● **MATERIAL FOR THIS TASK**:
//! The communication tape: recording and the three replay sweeps.
//!
//! [`CommTape`] is the differentiation record the wrappers register their
//! handles with. It owns the per-identifier primal, tangent and adjoint
//! stores (tangent and adjoint scaled by the vector width, the number of
//! simultaneous derivative directions) and the append-only entry list.
//!
//! Nonblocking operations appear on the tape twice: an *op* entry pushed when
//! the call is issued and a *wait* entry pushed when it completes, sharing one
//! handle. Keeping the two points separate is what lets a reverse sweep start
//! the transposed communication at the completion point and block on it at
//! the issue point, mirroring the nonblocking structure of the recorded
//! program instead of serializing the whole sweep behind every round trip.
//!
//! The tape is single-threaded by design (one tape per rank); entries are
//! `Rc<RefCell<_>>` so an op entry and its wait entry can share a handle.

use std::cell::RefCell;
use std::rc::Rc;

use crate::datatype::ActiveReal;
use crate::error::Result;

/// Identifier of one value in the tape's stores.
///
/// Slot 0 is the passive sentinel: reads yield zero, writes are ignored.
#[derive(Debug, Clone, Copy, PartialEq, Eq, Hash)]
pub struct Index(u32);

impl Index {
    /// The passive sentinel index.
    pub const PASSIVE: Index = Index(0);

    /// True for the passive sentinel.
    pub fn is_passive(self) -> bool {
        self.0 == 0
    }

    /// Raw slot number.
    pub fn raw(self) -> u32 {
        self.0
    }

    fn slot(self) -> usize {
        self.0 as usize
    }
}

/// Replay callbacks of one recorded communication call.
///
/// Blocking operations implement the first three methods and do the whole
/// transposed exchange inside them. Asynchronous operations split each sweep
/// across the op entry (`primal`/`forward`/`reverse`) and the wait entry
/// (`*_wait`): in a forward-direction sweep the op entry starts the exchange
/// and the wait entry completes it, while in the reverse sweep the wait entry
/// (visited first) starts the transposed exchange and the op entry blocks on
/// the nested reverse request.
pub trait ReplayAction {
    /// Re-execute the wire call from buffered primal values and update the
    /// primal store.
    fn primal(&mut self, tape: &mut CommTape) -> Result<()>;

    /// Propagate tangent values through the same call shape.
    fn forward(&mut self, tape: &mut CommTape) -> Result<()>;

    /// Propagate adjoint values through the transposed call shape,
    /// accumulating into the origin side.
    fn reverse(&mut self, tape: &mut CommTape) -> Result<()>;

    /// Completion half of [`primal`](Self::primal) for asynchronous handles.
    fn primal_wait(&mut self, _tape: &mut CommTape) -> Result<()> {
        Ok(())
    }

    /// Completion half of [`forward`](Self::forward) for asynchronous handles.
    fn forward_wait(&mut self, _tape: &mut CommTape) -> Result<()> {
        Ok(())
    }

    /// Start of the transposed exchange for asynchronous handles.
    fn reverse_wait(&mut self, _tape: &mut CommTape) -> Result<()> {
        Ok(())
    }
}

/// Shared handle reference stored in tape entries.
pub type ActionRef = Rc<RefCell<dyn ReplayAction>>;

#[derive(Clone)]
enum TapeEntry {
    Op(ActionRef),
    Wait(ActionRef),
}

/// Kind of one tape entry, for introspection in tests and diagnostics.
#[derive(Debug, Clone, Copy, PartialEq, Eq)]
pub enum EntryKind {
    /// A communication call (issue point for nonblocking calls).
    Op,
    /// The completion point of a nonblocking call.
    Wait,
}

/// The per-rank differentiation record.
pub struct CommTape {
    recording: bool,
    vector_width: usize,
    old_primals_required: bool,
    /// Primal store; slot 0 is the passive sentinel.
    primals: Vec<f64>,
    /// Tangent store, `vector_width` slots per index.
    tangents: Vec<f64>,
    /// Adjoint store, `vector_width` slots per index.
    adjoints: Vec<f64>,
    entries: Vec<TapeEntry>,
}

impl CommTape {
    /// Empty tape tracking one derivative direction. Recording starts off.
    pub fn new() -> Self {
        Self::with_vector_width(1)
    }

    /// Empty tape tracking `vector_width` simultaneous derivative directions.
    pub fn with_vector_width(vector_width: usize) -> Self {
        let vector_width = vector_width.max(1);
        CommTape {
            recording: false,
            vector_width,
            old_primals_required: false,
            primals: vec![0.0],
            tangents: vec![0.0; vector_width],
            adjoints: vec![0.0; vector_width],
            entries: Vec::new(),
        }
    }

    /// Number of simultaneous derivative directions.
    pub fn vector_width(&self) -> usize {
        self.vector_width
    }

    /// Begin recording communication calls.
    pub fn start_recording(&mut self) {
        self.recording = true;
    }

    /// Stop recording; subsequent calls pass through untracked.
    pub fn stop_recording(&mut self) {
        self.recording = false;
    }

    /// True while communication calls are being recorded.
    pub fn is_recording(&self) -> bool {
        self.recording
    }

    /// Request capture of overwritten primal values so reverse sweeps restore
    /// the primal store, keeping repeated evaluations of one tape consistent.
    pub fn set_old_primals_required(&mut self, required: bool) {
        self.old_primals_required = required;
    }

    /// True when handles must capture old primal values.
    pub fn old_primals_required(&self) -> bool {
        self.old_primals_required
    }

    /// Register an independent differentiable input.
    pub fn register_input(&mut self, value: f64) -> ActiveReal {
        let index = self.register_value(value);
        ActiveReal::from_parts(value, index)
    }

    /// Register a value produced by a communication call (receive side) and
    /// return its fresh identifier.
    pub fn register_value(&mut self, value: f64) -> Index {
        let index = Index(self.primals.len() as u32);
        self.primals.push(value);
        self.tangents.extend(std::iter::repeat(0.0).take(self.vector_width));
        self.adjoints.extend(std::iter::repeat(0.0).take(self.vector_width));
        index
    }

    /// Number of registered values (excluding the passive sentinel).
    pub fn num_registered(&self) -> usize {
        self.primals.len() - 1
    }

    /// Primal value of `index`; zero for the passive sentinel.
    pub fn primal(&self, index: Index) -> f64 {
        self.primals[index.slot()]
    }

    /// Overwrite the primal value of `index`; ignored for the sentinel.
    pub fn set_primal(&mut self, index: Index, value: f64) {
        if !index.is_passive() {
            self.primals[index.slot()] = value;
        }
    }

    /// Tangent of `index` in derivative direction `dir`.
    pub fn tangent(&self, index: Index, dir: usize) -> f64 {
        self.tangents[index.slot() * self.vector_width + dir]
    }

    /// Seed or overwrite the tangent of `index` in direction `dir`.
    pub fn set_tangent(&mut self, index: Index, dir: usize, value: f64) {
        if !index.is_passive() {
            self.tangents[index.slot() * self.vector_width + dir] = value;
        }
    }

    /// Adjoint of `index` in derivative direction `dir`.
    pub fn adjoint(&self, index: Index, dir: usize) -> f64 {
        self.adjoints[index.slot() * self.vector_width + dir]
    }

    /// Seed or overwrite the adjoint of `index` in direction `dir`.
    pub fn set_adjoint(&mut self, index: Index, dir: usize, value: f64) {
        if !index.is_passive() {
            self.adjoints[index.slot() * self.vector_width + dir] = value;
        }
    }

    /// Accumulate into the adjoint of `index` in direction `dir`.
    pub fn update_adjoint(&mut self, index: Index, dir: usize, delta: f64) {
        if !index.is_passive() {
            self.adjoints[index.slot() * self.vector_width + dir] += delta;
        }
    }

    /// Zero the whole adjoint store (between reverse evaluations).
    pub fn clear_adjoints(&mut self) {
        self.adjoints.fill(0.0);
    }

    /// Zero the whole tangent store (between forward evaluations).
    pub fn clear_tangents(&mut self) {
        self.tangents.fill(0.0);
    }

    /// Append a communication handle at its issue point.
    pub fn push_op(&mut self, action: ActionRef) {
        self.entries.push(TapeEntry::Op(action));
    }

    /// Append the completion point of a nonblocking call.
    pub fn push_wait(&mut self, action: ActionRef) {
        self.entries.push(TapeEntry::Wait(action));
    }

    /// Kinds of the recorded entries, in record order.
    pub fn entry_kinds(&self) -> Vec<EntryKind> {
        self.entries
            .iter()
            .map(|e| match e {
                TapeEntry::Op(_) => EntryKind::Op,
                TapeEntry::Wait(_) => EntryKind::Wait,
            })
            .collect()
    }

    /// Discard all recorded entries, keeping the value stores.
    pub fn clear_entries(&mut self) {
        self.entries.clear();
    }

    /// Re-execute the recorded communication from the primal store.
    pub fn evaluate_primal(&mut self) -> Result<()> {
        self.sweep(false, |action, entry, tape| match entry {
            EntryKind::Op => action.primal(tape),
            EntryKind::Wait => action.primal_wait(tape),
        })
    }

    /// Propagate seeded tangents through the recorded communication.
    pub fn evaluate_forward(&mut self) -> Result<()> {
        self.sweep(false, |action, entry, tape| match entry {
            EntryKind::Op => action.forward(tape),
            EntryKind::Wait => action.forward_wait(tape),
        })
    }

    /// Propagate seeded adjoints through the transposed communication, in
    /// exact reverse of record order.
    pub fn evaluate_reverse(&mut self) -> Result<()> {
        self.sweep(true, |action, entry, tape| match entry {
            EntryKind::Op => action.reverse(tape),
            EntryKind::Wait => action.reverse_wait(tape),
        })
    }

    fn sweep(
        &mut self,
        reversed: bool,
        visit: impl Fn(&mut dyn ReplayAction, EntryKind, &mut CommTape) -> Result<()>,
    ) -> Result<()> {
        let was_recording = std::mem::replace(&mut self.recording, false);
        let entries = self.entries.clone();
        let order: Box<dyn Iterator<Item = &TapeEntry>> = if reversed {
            Box::new(entries.iter().rev())
        } else {
            Box::new(entries.iter())
        };
        let mut outcome = Ok(());
        for entry in order {
            let (action, kind) = match entry {
                TapeEntry::Op(a) => (a, EntryKind::Op),
                TapeEntry::Wait(a) => (a, EntryKind::Wait),
            };
            outcome = visit(&mut *action.borrow_mut(), kind, self);
            if outcome.is_err() {
                break;
            }
        }
        self.recording = was_recording;
        outcome
    }
}

impl Default for CommTape {
    fn default() -> Self {
        Self::new()
    }
}

impl std::fmt::Debug for CommTape {
    fn fmt(&self, f: &mut std::fmt::Formatter<'_>) -> std::fmt::Result {
        f.debug_struct("CommTape")
            .field("recording", &self.recording)
            .field("vector_width", &self.vector_width)
            .field("num_registered", &self.num_registered())
            .field("num_entries", &self.entries.len())
            .finish()
    }
}

#[cfg(test)]
mod tests {
    use super::*;

    #[test]
    fn register_input_assigns_fresh_indices() {
        let mut tape = CommTape::new();
        let a = tape.register_input(1.5);
        let b = tape.register_input(2.5);
        assert_ne!(a.index(), b.index());
        assert_eq!(tape.primal(a.index()), 1.5);
        assert_eq!(tape.primal(b.index()), 2.5);
        assert_eq!(tape.num_registered(), 2);
    }

    #[test]
    fn passive_sentinel_reads_zero_and_ignores_writes() {
        let mut tape = CommTape::new();
        tape.set_primal(Index::PASSIVE, 9.0);
        tape.update_adjoint(Index::PASSIVE, 0, 9.0);
        assert_eq!(tape.primal(Index::PASSIVE), 0.0);
        assert_eq!(tape.adjoint(Index::PASSIVE, 0), 0.0);
    }

    #[test]
    fn adjoint_store_tracks_vector_width() {
        let mut tape = CommTape::with_vector_width(3);
        let x = tape.register_input(1.0);
        tape.set_adjoint(x.index(), 2, 4.0);
        tape.update_adjoint(x.index(), 2, 1.0);
        assert_eq!(tape.adjoint(x.index(), 0), 0.0);
        assert_eq!(tape.adjoint(x.index(), 2), 5.0);
    }

    struct CountingAction {
        log: Rc<RefCell<Vec<&'static str>>>,
    }

    impl ReplayAction for CountingAction {
        fn primal(&mut self, _: &mut CommTape) -> Result<()> {
            self.log.borrow_mut().push("primal");
            Ok(())
        }
        fn forward(&mut self, _: &mut CommTape) -> Result<()> {
            self.log.borrow_mut().push("forward");
            Ok(())
        }
        fn reverse(&mut self, _: &mut CommTape) -> Result<()> {
            self.log.borrow_mut().push("reverse");
            Ok(())
        }
        fn reverse_wait(&mut self, _: &mut CommTape) -> Result<()> {
            self.log.borrow_mut().push("reverse_wait");
            Ok(())
        }
    }

    #[test]
    fn reverse_sweep_visits_wait_entries_before_their_op() {
        let mut tape = CommTape::new();
        let log = Rc::new(RefCell::new(Vec::new()));
        let action: ActionRef = Rc::new(RefCell::new(CountingAction {
            log: Rc::clone(&log),
        }));
        tape.push_op(Rc::clone(&action));
        tape.push_wait(action);
        tape.evaluate_reverse().unwrap();
        assert_eq!(*log.borrow(), vec!["reverse_wait", "reverse"]);
        assert_eq!(tape.entry_kinds(), vec![EntryKind::Op, EntryKind::Wait]);
    }

    #[test]
    fn recording_is_suspended_during_sweeps() {
        struct Check;
        impl ReplayAction for Check {
            fn primal(&mut self, tape: &mut CommTape) -> Result<()> {
                assert!(!tape.is_recording());
                Ok(())
            }
            fn forward(&mut self, _: &mut CommTape) -> Result<()> {
                Ok(())
            }
            fn reverse(&mut self, _: &mut CommTape) -> Result<()> {
                Ok(())
            }
        }
        let mut tape = CommTape::new();
        tape.start_recording();
        tape.push_op(Rc::new(RefCell::new(Check)));
        tape.evaluate_primal().unwrap();
        assert!(tape.is_recording());
    }
}
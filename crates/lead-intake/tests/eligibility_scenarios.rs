use lead_intake::intake::{evaluate, FundCatalogDocument, LeadProfile};

fn reference_lead() -> LeadProfile {
    LeadProfile {
        company_status: "cnpj_antigo".to_string(),
        revenue_bracket: "10-80".to_string(),
        region: "Nordeste".to_string(),
        segments: vec!["Agro".to_string()],
        reasons: vec!["Implantacao".to_string()],
        collateral: vec!["Equipamento".to_string()],
        real_estate_subtype: None,
    }
}

/// Written as a literal so the fund order survives parsing.
const SEEDED_CATALOG: &str = r#"{
    "fundos": {
        "BNB_FNE": {
            "nome": "BNB FNE",
            "tipo": "constitucional",
            "criterios": {
                "situacao_empresa": ["cnpj_antigo", "cnpj_novo"],
                "faturamento_renda": ["todos"],
                "regioes": ["Nordeste"],
                "segmentos": ["Agro", "Industria_Atacado"],
                "razoes": [],
                "garantias": ["Equipamento", "Imovel"],
                "tipo_imovel": ["Rural"]
            }
        },
        "BNDES_SUDESTE": {
            "nome": "BNDES Sudeste",
            "tipo": "desenvolvimento",
            "criterios": { "regioes": ["Sudeste"] }
        },
        "LEGADO": {
            "nome": "Linha Legada",
            "tipo": "privado",
            "ativo": false,
            "criterios": {}
        },
        "PF_CREDITO": {
            "nome": "Credito PF",
            "tipo": "pf",
            "criterios": {
                "situacao_empresa": ["pessoa_fisica"],
                "regioes": "todas"
            }
        },
        "ABERTO": { "nome": "Fundo Aberto", "tipo": "privado" }
    }
}"#;

fn catalog() -> FundCatalogDocument {
    serde_json::from_str(SEEDED_CATALOG).expect("catalog parses")
}

#[test]
fn reference_lead_against_seeded_catalog() {
    let document = catalog();

    let result = evaluate(&reference_lead(), &document.funds);

    let recommended: Vec<&str> = result.recommended.iter().map(|v| v.id.as_str()).collect();
    let rejected: Vec<(&str, &str)> = result
        .not_eligible
        .iter()
        .map(|v| (v.id.as_str(), v.reason.as_str()))
        .collect();

    assert_eq!(recommended, vec!["BNB_FNE", "ABERTO"]);
    assert_eq!(
        rejected,
        vec![
            ("BNDES_SUDESTE", "region 'Nordeste' not served"),
            (
                "PF_CREDITO",
                "company status 'cnpj_antigo' not accepted"
            ),
        ]
    );
    assert!(result.possibly_atypical.is_empty());
}

#[test]
fn rural_property_passes_subtype_gate_and_urban_does_not() {
    let document = catalog();
    let mut lead = reference_lead();
    lead.collateral = vec!["Imovel".to_string()];

    lead.real_estate_subtype = Some("Rural".to_string());
    assert!(evaluate(&lead, &document.funds).is_recommended("BNB_FNE"));

    lead.real_estate_subtype = Some("Comercial".to_string());
    let result = evaluate(&lead, &document.funds);
    let verdict = result
        .not_eligible
        .iter()
        .find(|v| v.id.as_str() == "BNB_FNE")
        .expect("BNB rejected");
    assert_eq!(verdict.reason, "real estate subtype 'Comercial' not accepted");
}

#[test]
fn every_active_fund_lands_in_exactly_one_bucket() {
    let document = catalog();
    let leads = [
        reference_lead(),
        LeadProfile {
            company_status: "pessoa_fisica".to_string(),
            revenue_bracket: "ate_5k".to_string(),
            region: "Sul".to_string(),
            segments: vec!["Varejo".to_string()],
            reasons: vec!["Giro".to_string()],
            collateral: vec!["Nenhuma".to_string()],
            real_estate_subtype: None,
        },
    ];

    for lead in &leads {
        let result = evaluate(lead, &document.funds);
        let mut seen: Vec<&str> = result
            .recommended
            .iter()
            .chain(result.not_eligible.iter())
            .map(|v| v.id.as_str())
            .collect();
        seen.sort_unstable();
        assert_eq!(seen, vec!["ABERTO", "BNB_FNE", "BNDES_SUDESTE", "PF_CREDITO"]);
    }
}
mod cli;
mod infra;
mod routes;
mod server;

use lead_intake::error::AppError;

pub async fn run() -> Result<(), AppError> {
    cli::run().await
}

● **PROMPT**: Which lines of the records above contain the word "AppError"? Report each one in full.

● **COMPLETED EXERCISE**:
use lead_intake::error::AppError;
pub async fn run() -> Result<(), AppError> {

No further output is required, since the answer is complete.